C58の思い出
C58の思い出
会津若松駅の北側に大きな貨物ヤードがあった。
磐越西線、只見線、会津線から集まった貨物を行き先別に分ける所だ。
そこで働いていた機関車がC58形蒸気機関車だった。
会津のすばらしい風景の中を走るC11とは違い、いつも地味な入れ換え作業を担当していたシゴハチ、
会津のシゴハチの思い出を紹介します。
シゴハチの前に付いているのが「ヒ600」控車(ひかえしゃ)だ。
入れ換えの時、連結開放の作業がしやすいように、機関車と貨物の間に連結されて使われていた。
元々は鉄道連絡船に貨車を積み込む際に、重い機関車を連絡船に乗せたくないためスペーサーの役目に考えられた車輛で、
明治時代?の2軸貨車を改造して作られた木製車輛、会津若松区に2両残っていた。
C5816 1973.4.6
磐越西線(手前)に平行して引き上げ線があり、シゴハチが貨物を引き上げる。
C58354 1973.11.23
引き上げた貨車をシゴハチが力強く一気に押し途中で急ブレーキをかけると、連結作業員が「ガチャン」と貨車を切り離す。
切り離された貨車は、扇状に開らかれた貨物ヤードを惰性で走り貨車を行き先別に仕分けるのだ。
この単純な作業を1日何十回も繰り返す、それがシゴハチの仕事だった。
C58354 1973.12.16
入れ換えをするC58231の横を、日中線に向かうC1119が走り抜けていった。
C58231は関西のカマで重油タンクがコブの後ろに付いていたが、会津では一度も重油は炊かなかった。
1973.12.21
「初雪の朝」 シゴハチは客車の入れ換えにホームに向かう。
C5816 1973.12.9
引き上げ線の下に連絡通路があり、機関庫に行く?近道だった。
C58231 1974.3.2
「春の会津若松駅」
構内一面にマーガレットが咲きほこっていた。
C58328 1974.5.26
「ピィー」軽い警笛をならしながら入れ換えをするDD155の横を、日中線に向かうC1163が発車して行った。
1974.6.1 シゴハチに替わりこの日からDD15が貨物ヤードに姿を見せた。
会津若松の入れ換え作業は、私が子供の頃は8620形蒸気機関車が頑張っていたが、
1968年からC58形蒸気機関車が担当するようになった。
晩年は夏季余剰のラッセル用DD15形デイゼル機が(5月〜9月間)肩代わりするようになっていた。

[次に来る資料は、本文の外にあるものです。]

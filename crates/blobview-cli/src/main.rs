//! BlobView CLI - render a hosted repository file as an HTML page

use blobview::{Document, Viewer};
use clap::{Parser, ValueEnum};
use std::io::{self, Write};
use std::path::PathBuf;
use tracing_subscriber::EnvFilter;

/// Output format
#[derive(Debug, Clone, Copy, Default, ValueEnum)]
enum OutputFormat {
    /// Standalone HTML viewer page
    #[default]
    Html,
    /// JSON element descriptors
    Json,
}

/// BlobView - view a GitHub or Gitee file without downloading the repository
#[derive(Parser, Debug)]
#[command(name = "blobview")]
#[command(author, version, about, long_about = None)]
struct Cli {
    /// Blob URL (https://github.com/<owner>/<repo>/blob/<branch>/<path>)
    /// or a viewer location carrying one after `/#` or `/?`
    location: String,

    /// Output format
    #[arg(long, short, default_value = "html")]
    output: OutputFormat,

    /// Write to this file instead of stdout
    #[arg(long)]
    out: Option<PathBuf>,

    /// Custom User-Agent
    #[arg(long)]
    user_agent: Option<String>,
}

#[tokio::main]
async fn main() {
    let cli = Cli::parse();

    tracing_subscriber::fmt()
        .with_env_filter(
            EnvFilter::try_from_default_env().unwrap_or_else(|_| EnvFilter::new("warn")),
        )
        .with_writer(io::stderr)
        .init();

    let mut builder = Viewer::builder();
    if let Some(ua) = cli.user_agent {
        builder = builder.user_agent(ua);
    }
    let viewer = builder.build();

    let mut document = Document::new();
    if let Err(e) = viewer.load(&cli.location, &mut document).await {
        eprintln!("Error: {}", e);
        std::process::exit(1);
    }

    let rendered = match format_document(&document, cli.output) {
        Ok(rendered) => rendered,
        Err(e) => {
            eprintln!("Error serializing document: {}", e);
            std::process::exit(1);
        }
    };

    match cli.out {
        Some(path) => {
            if let Err(e) = std::fs::write(&path, rendered) {
                eprintln!("Error writing {}: {}", path.display(), e);
                std::process::exit(1);
            }
        }
        None => writeln_safe(&rendered),
    }
}

fn format_document(document: &Document, output: OutputFormat) -> serde_json::Result<String> {
    match output {
        OutputFormat::Html => Ok(document.to_html()),
        OutputFormat::Json => serde_json::to_string_pretty(document.elements()),
    }
}

/// Write to stdout, exit silently on broken pipe
fn writeln_safe(s: &str) {
    let stdout = io::stdout();
    let mut handle = stdout.lock();
    if let Err(e) = writeln!(handle, "{}", s) {
        if e.kind() == io::ErrorKind::BrokenPipe {
            std::process::exit(0);
        }
        eprintln!("Error writing to stdout: {}", e);
        std::process::exit(1);
    }
}

#[cfg(test)]
mod tests {
    use super::*;
    use blobview::{Element, RenderSink};

    fn sample_document() -> Document {
        let mut document = Document::new();
        document.append(Element::Image {
            src: "https://cdn.jsdelivr.net/gh/o/r@main/a.png".to_string(),
        });
        document
    }

    #[test]
    fn test_format_html() {
        let html = format_document(&sample_document(), OutputFormat::Html).unwrap();
        assert!(html.starts_with("<!DOCTYPE html>"));
        assert!(html.contains("<img src=\"https://cdn.jsdelivr.net/gh/o/r@main/a.png\">"));
    }

    #[test]
    fn test_format_json() {
        let json = format_document(&sample_document(), OutputFormat::Json).unwrap();
        let value: serde_json::Value = serde_json::from_str(&json).unwrap();
        assert_eq!(value[0]["kind"], "image");
        assert_eq!(value[0]["src"], "https://cdn.jsdelivr.net/gh/o/r@main/a.png");
    }

    #[test]
    fn test_cli_parse() {
        let cli = Cli::try_parse_from([
            "blobview",
            "https://github.com/o/r/blob/main/a.png",
            "--output",
            "json",
            "--user-agent",
            "UA/1.0",
        ])
        .unwrap();
        assert_eq!(cli.location, "https://github.com/o/r/blob/main/a.png");
        assert!(matches!(cli.output, OutputFormat::Json));
        assert_eq!(cli.user_agent.as_deref(), Some("UA/1.0"));
        assert!(cli.out.is_none());
    }
}
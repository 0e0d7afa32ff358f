//! GitHub provider
//!
//! Small and medium files come from the jsDelivr mirror, which is fast but
//! capped at 50 MiB and may serve stale copies. Larger files are read from
//! the git blob API by content hash. The tree listing that supplies size and
//! hash is best effort: if it fails the CDN is tried anyway.

use crate::blob::Blob;
use crate::client::ViewerOptions;
use crate::error::ViewError;
use crate::locator::SourceLocator;
use crate::mime::{essence, mime_for_path};
use crate::providers::{build_client, get_bytes, get_json, Provider};
use async_trait::async_trait;
use serde::Deserialize;
use tracing::{debug, warn};

/// Largest file the CDN mirror will serve (50 MiB)
pub const CDN_SIZE_LIMIT: u64 = 50 * 1024 * 1024;

/// Public GitHub REST API
pub const GITHUB_API_BASE: &str = "https://api.github.com";

/// Public jsDelivr CDN
pub const CDN_BASE: &str = "https://cdn.jsdelivr.net";

/// One entry of a recursive tree listing
#[derive(Debug, Clone, PartialEq, Eq, Deserialize)]
pub struct TreeEntry {
    pub path: String,
    /// Absent for directories and submodules
    #[serde(default)]
    pub size: Option<u64>,
    pub sha: String,
}

/// GitHub API tree response (partial)
#[derive(Debug, Deserialize)]
struct TreeListing {
    tree: Vec<TreeEntry>,
    #[serde(default)]
    truncated: bool,
}

/// GitHub API blob response (partial)
#[derive(Debug, Deserialize)]
struct GitBlob {
    content: String,
    #[serde(default = "default_encoding")]
    encoding: String,
}

fn default_encoding() -> String {
    "base64".to_string()
}

/// How a GitHub file is retrieved
#[derive(Debug, Clone, PartialEq, Eq)]
pub enum FetchStrategy {
    /// Raw bytes from the CDN mirror
    Cdn,
    /// Base64 payload from the git blob API
    Api { sha: String },
}

impl FetchStrategy {
    /// Pick the API only when the file is known to exceed the CDN limit
    pub fn choose(entry: Option<&TreeEntry>) -> Self {
        match entry {
            Some(TreeEntry {
                size: Some(size),
                sha,
                ..
            }) if *size > CDN_SIZE_LIMIT => FetchStrategy::Api { sha: sha.clone() },
            _ => FetchStrategy::Cdn,
        }
    }
}

/// GitHub provider
///
/// Matches any blob URL containing `github`.
pub struct GitHubProvider;

impl GitHubProvider {
    /// Create a new GitHub provider
    pub fn new() -> Self {
        Self
    }

    /// Find the listing entry for the locator's path
    ///
    /// `Ok(None)` means the listing loaded but has no such path.
    pub async fn find_tree_entry(
        client: &reqwest::Client,
        options: &ViewerOptions,
        locator: &SourceLocator,
    ) -> Result<Option<TreeEntry>, ViewError> {
        let url = tree_url(api_base(options), locator);
        let listing: TreeListing = get_json(client, &url).await?;

        let entry = listing
            .tree
            .into_iter()
            .find(|entry| entry.path == locator.path());

        if entry.is_none() && listing.truncated {
            warn!(%locator, "Tree listing truncated before the requested path");
        }

        Ok(entry)
    }

    /// Tree entry for the locator, or `None` if the lookup failed
    pub async fn lookup_metadata(
        client: &reqwest::Client,
        options: &ViewerOptions,
        locator: &SourceLocator,
    ) -> Option<TreeEntry> {
        match Self::find_tree_entry(client, options, locator).await {
            Ok(entry) => entry,
            Err(e) => {
                warn!(%locator, error = %e, "Failed to read tree listing, falling back to CDN");
                None
            }
        }
    }

    async fn fetch_from_cdn(
        client: &reqwest::Client,
        options: &ViewerOptions,
        locator: &SourceLocator,
    ) -> Result<Blob, ViewError> {
        let url = cdn_url(cdn_base(options), locator);
        let (content_type, bytes) = get_bytes(client, &url).await?;

        let mime_type = content_type
            .as_deref()
            .map(essence)
            .filter(|ct| !ct.is_empty())
            .unwrap_or_else(|| mime_for_path(locator.path()));

        Ok(Blob::from_cdn(bytes, mime_type, url))
    }

    async fn fetch_from_api(
        client: &reqwest::Client,
        options: &ViewerOptions,
        locator: &SourceLocator,
        sha: &str,
    ) -> Result<Blob, ViewError> {
        let url = blob_url(api_base(options), locator, sha);
        let blob: GitBlob = get_json(client, &url).await?;

        Blob::from_encoded(&blob.content, &blob.encoding, mime_for_path(locator.path()))
    }
}

impl Default for GitHubProvider {
    fn default() -> Self {
        Self::new()
    }
}

#[async_trait]
impl Provider for GitHubProvider {
    fn name(&self) -> &'static str {
        "github"
    }

    fn matches(&self, url: &str) -> bool {
        url.contains("github")
    }

    async fn fetch(
        &self,
        locator: &SourceLocator,
        options: &ViewerOptions,
    ) -> Result<Blob, ViewError> {
        let client = build_client(options)?;

        let entry = Self::lookup_metadata(&client, options, locator).await;
        let strategy = FetchStrategy::choose(entry.as_ref());
        debug!(%locator, ?strategy, size = ?entry.as_ref().and_then(|e| e.size), "Fetching from GitHub");

        match strategy {
            FetchStrategy::Cdn => Self::fetch_from_cdn(&client, options, locator).await,
            FetchStrategy::Api { sha } => {
                Self::fetch_from_api(&client, options, locator, &sha).await
            }
        }
    }
}

fn api_base(options: &ViewerOptions) -> &str {
    options
        .github_api_base
        .as_deref()
        .unwrap_or(GITHUB_API_BASE)
        .trim_end_matches('/')
}

fn cdn_base(options: &ViewerOptions) -> &str {
    options
        .cdn_base
        .as_deref()
        .unwrap_or(CDN_BASE)
        .trim_end_matches('/')
}

fn tree_url(base: &str, locator: &SourceLocator) -> String {
    format!(
        "{}/repos/{}/{}/git/trees/{}?recursive=1",
        base,
        locator.owner(),
        locator.repository(),
        locator.branch()
    )
}

fn blob_url(base: &str, locator: &SourceLocator, sha: &str) -> String {
    format!(
        "{}/repos/{}/{}/git/blobs/{}",
        base,
        locator.owner(),
        locator.repository(),
        sha
    )
}

fn cdn_url(base: &str, locator: &SourceLocator) -> String {
    format!(
        "{}/gh/{}/{}@{}/{}",
        base,
        locator.owner(),
        locator.repository(),
        locator.branch(),
        locator.path()
    )
}
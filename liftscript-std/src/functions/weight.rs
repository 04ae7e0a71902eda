//! Weight functions: equipment rounding and unit conversion

use liftscript_plugin::prelude::*;
use crate::Equipment;
use std::sync::Arc;

/// `roundWeight(x)`: nearest weight loadable with the configured plates
pub struct RoundWeight {
    equipment: Arc<Equipment>,
}

impl RoundWeight {
    pub fn new(equipment: Arc<Equipment>) -> Self {
        Self { equipment }
    }
}

pub struct Convert;
pub struct WeightFn;

static ROUND_WEIGHT_ARGS: [ArgMeta; 1] = [
    ArgMeta::required("x", "Weight | Number", "Weight to round; a Number is taken in the active unit"),
];
static ROUND_WEIGHT_EXAMPLES: [&str; 2] = ["roundWeight(w * 1.05)", "roundWeight(137)"];

static CONVERT_ARGS: [ArgMeta; 2] = [
    ArgMeta::required("x", "Weight | Number", "Weight to convert; a Number is taken in the active unit"),
    ArgMeta::required("unit", "Text", "Target unit (\"lb\" or \"kg\")"),
];
static CONVERT_EXAMPLES: [&str; 2] = ["convert(100kg, \"lb\")", "convert(w, \"kg\")"];

static WEIGHT_ARGS: [ArgMeta; 1] = [ArgMeta::required("x", "Number", "Magnitude in the active unit")];
static WEIGHT_EXAMPLES: [&str; 1] = ["weight(135)"];

fn as_weight(func: &str, arg: &Value, ctx: &EvalContext) -> Result<Weight, ScriptError> {
    match arg {
        Value::Weight(w) => Ok(*w),
        Value::Number(n) => Ok(Weight::new(*n, ctx.unit)),
        other => Err(ScriptError::arg_type(func, "x", "Weight or Number", other.type_name())),
    }
}

impl FunctionPlugin for RoundWeight {
    fn meta(&self) -> FunctionMeta {
        FunctionMeta {
            name: "roundWeight",
            description: "Round to the nearest weight the bar and plates can make",
            usage: "roundWeight(x)",
            arity: Arity::Exact(1),
            args: &ROUND_WEIGHT_ARGS,
            returns: "Weight",
            examples: &ROUND_WEIGHT_EXAMPLES,
            category: "weight",
        }
    }

    fn call(&self, args: &[Value], ctx: &EvalContext) -> Result<Value, ScriptError> {
        let w = as_weight("roundWeight", &args[0], ctx)?;
        self.equipment.round(w).map(Value::Weight)
    }
}

impl FunctionPlugin for Convert {
    fn meta(&self) -> FunctionMeta {
        FunctionMeta {
            name: "convert",
            description: "Express a weight in another unit",
            usage: "convert(x, unit)",
            arity: Arity::Exact(2),
            args: &CONVERT_ARGS,
            returns: "Weight",
            examples: &CONVERT_EXAMPLES,
            category: "weight",
        }
    }

    fn call(&self, args: &[Value], ctx: &EvalContext) -> Result<Value, ScriptError> {
        let w = as_weight("convert", &args[0], ctx)?;
        let unit: Unit = match args[1].as_text() {
            Some(s) => s.parse()?,
            None => return Err(ScriptError::arg_type("convert", "unit", "Text", args[1].type_name())),
        };
        Ok(Value::Weight(w.convert_to(unit)))
    }
}

impl FunctionPlugin for WeightFn {
    fn meta(&self) -> FunctionMeta {
        FunctionMeta {
            name: "weight",
            description: "Turn a number into a weight in the active unit",
            usage: "weight(x)",
            arity: Arity::Exact(1),
            args: &WEIGHT_ARGS,
            returns: "Weight",
            examples: &WEIGHT_EXAMPLES,
            category: "weight",
        }
    }

    fn call(&self, args: &[Value], ctx: &EvalContext) -> Result<Value, ScriptError> {
        as_weight("weight", &args[0], ctx).map(Value::Weight)
    }
}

1974年5月25日、シゴハチに替わり東新潟区からDD154、DD155が会津若松区に転入、
6月中にC58からDD15に入換仕業を交替する事がすでに決まっていた。
1974年6月4日を最後に会津若松の貨物ヤードからシゴハチのけむりが消えた。
会津のシゴハチは本州地区で最後まで働いた、C58形蒸気機関車でもあった。
会津では地味な仕事ばかりのシゴハチだった。
さよなら運転なども無いまま終焉したのは少し寂しい。
シゴハチ達は、磐越西線上戸駅の引き込み線に留置されていた。
1974.9.8
シゴハチ達の横を特急「あいず」が走り抜けて行った。
彼らはこの駅で冬を越し、1975年春それぞれの保存先に旅立って行った。
磐越西線上戸駅 1974.9.8
C5816は宮城県志津川町。C58231は山形県上山市。C58328は福島県三春町。
C58354は宮城県利府町にそれぞれ引き取られ静態保存された。